-------- Dataset excerpts
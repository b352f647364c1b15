use rkyv::Archive;

use crate::game_id::GameId;
use crate::host::{HostError, KvStore};
use crate::keys::{self, KEY_TTL};

#[derive(
    Debug,
    Clone,
    PartialEq,
    Eq,
    Archive,
    rkyv::Serialize,
    rkyv::Deserialize,
    serde::Serialize,
    serde::Deserialize,
)]
#[serde(rename_all = "camelCase")]
pub struct LeaderboardEntry {
    pub username: String,
    pub total_words_solved: u64,
}

/// Per-game solved-word counts kept in one hash, field = username.
pub struct Leaderboard<'a, S> {
    store: &'a S,
    key: String,
}

impl<'a, S: KvStore> Leaderboard<'a, S> {
    pub fn new(store: &'a S, game_id: &GameId) -> Self {
        Self {
            store,
            key: game_id.key(keys::LEADERBOARD),
        }
    }

    /// Unconditional atomic increment. Call exactly once per accepted word.
    /// The hash's ttl is renewed so a first win never leaves it unbounded.
    pub async fn record_win(&self, username: &str) -> Result<u64, HostError> {
        let total = self.store.increment_field(&self.key, username, 1).await?;
        self.store.expire(&self.key, KEY_TTL).await?;
        Ok(total.max(0) as u64)
    }

    pub async fn ranked(&self) -> Result<Vec<LeaderboardEntry>, HostError> {
        let fields = self.store.get_all_fields(&self.key).await?;
        Ok(rank_entries(fields))
    }

    pub async fn total_for(&self, username: &str) -> Result<u64, HostError> {
        let fields = self.store.get_all_fields(&self.key).await?;
        Ok(fields
            .iter()
            .find(|(field, _)| field == username)
            .and_then(|(_, value)| value.parse::<u64>().ok())
            .unwrap_or(0))
    }

    pub async fn remove(&self, username: &str) -> Result<(), HostError> {
        self.store.delete_field(&self.key, username).await
    }

    pub async fn restore(&self, entries: &[LeaderboardEntry]) -> Result<(), HostError> {
        for entry in entries {
            self.store
                .set_field(&self.key, &entry.username, &entry.total_words_solved.to_string())
                .await?;
        }
        if !entries.is_empty() {
            self.store.expire(&self.key, KEY_TTL).await?;
        }
        Ok(())
    }
}

/// Highest count first; equal counts keep the order players first scored.
pub fn rank_entries(fields: Vec<(String, String)>) -> Vec<LeaderboardEntry> {
    let mut entries: Vec<LeaderboardEntry> = fields
        .into_iter()
        .filter_map(|(username, value)| {
            let total_words_solved = value.trim().parse::<u64>().ok()?;
            Some(LeaderboardEntry {
                username,
                total_words_solved,
            })
        })
        .collect();
    entries.sort_by(|a, b| b.total_words_solved.cmp(&a.total_words_solved));
    entries
}

#[cfg(test)]
mod tests {
    use super::*;
    use crate::memory::{ManualClock, MemoryStore};

    fn entry(username: &str, total: u64) -> LeaderboardEntry {
        LeaderboardEntry {
            username: username.to_string(),
            total_words_solved: total,
        }
    }

    #[tokio::test]
    async fn record_win_counts_up() {
        let store = MemoryStore::new(ManualClock::new(0));
        let game_id = GameId::parse("g1g1g1g1g1").unwrap();
        let board = Leaderboard::new(&store, &game_id);
        assert_eq!(board.record_win("alice").await.unwrap(), 1);
        assert_eq!(board.record_win("alice").await.unwrap(), 2);
        assert_eq!(board.ranked().await.unwrap(), vec![entry("alice", 2)]);
        assert_eq!(board.total_for("alice").await.unwrap(), 2);
        assert_eq!(board.total_for("bob").await.unwrap(), 0);
    }

    #[tokio::test]
    async fn first_win_gives_the_hash_a_ttl() {
        let clock = ManualClock::new(0);
        let store = MemoryStore::new(clock.clone());
        let game_id = GameId::parse("g3g3g3g3g3").unwrap();
        let board = Leaderboard::new(&store, &game_id);
        let key = game_id.key(keys::LEADERBOARD);
        board.record_win("alice").await.unwrap();
        assert_eq!(store.ttl_ms(&key), Some(KEY_TTL.as_millis() as i64));

        clock.advance(1_000);
        board.record_win("bob").await.unwrap();
        assert_eq!(store.ttl_ms(&key), Some(KEY_TTL.as_millis() as i64));
    }

    #[tokio::test]
    async fn remove_and_restore() {
        let store = MemoryStore::new(ManualClock::new(0));
        let game_id = GameId::parse("g2g2g2g2g2").unwrap();
        let board = Leaderboard::new(&store, &game_id);
        board.record_win("alice").await.unwrap();
        board.record_win("bob").await.unwrap();
        board.remove("alice").await.unwrap();
        assert_eq!(board.ranked().await.unwrap(), vec![entry("bob", 1)]);

        board.remove("bob").await.unwrap();
        board
            .restore(&[entry("carol", 4), entry("dave", 7)])
            .await
            .unwrap();
        assert_eq!(
            board.ranked().await.unwrap(),
            vec![entry("dave", 7), entry("carol", 4)]
        );
    }

    #[test]
    fn ties_keep_first_scorer_ahead() {
        let fields = vec![
            ("bob".to_string(), "2".to_string()),
            ("alice".to_string(), "3".to_string()),
            ("carol".to_string(), "2".to_string()),
            ("mallory".to_string(), "lots".to_string()),
        ];
        assert_eq!(
            rank_entries(fields),
            vec![entry("alice", 3), entry("bob", 2), entry("carol", 2)]
        );
    }

    #[test]
    fn entry_json_uses_camel_case() {
        let json = serde_json::to_string(&entry("alice", 2)).unwrap();
        assert_eq!(json, r#"{"username":"alice","totalWordsSolved":2}"#);
    }
}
----------------
◆ What is needed
Once you have checked the entries above, say how many lines include the word "async", and nothing beyond the number.

◆ Solution for this problem
8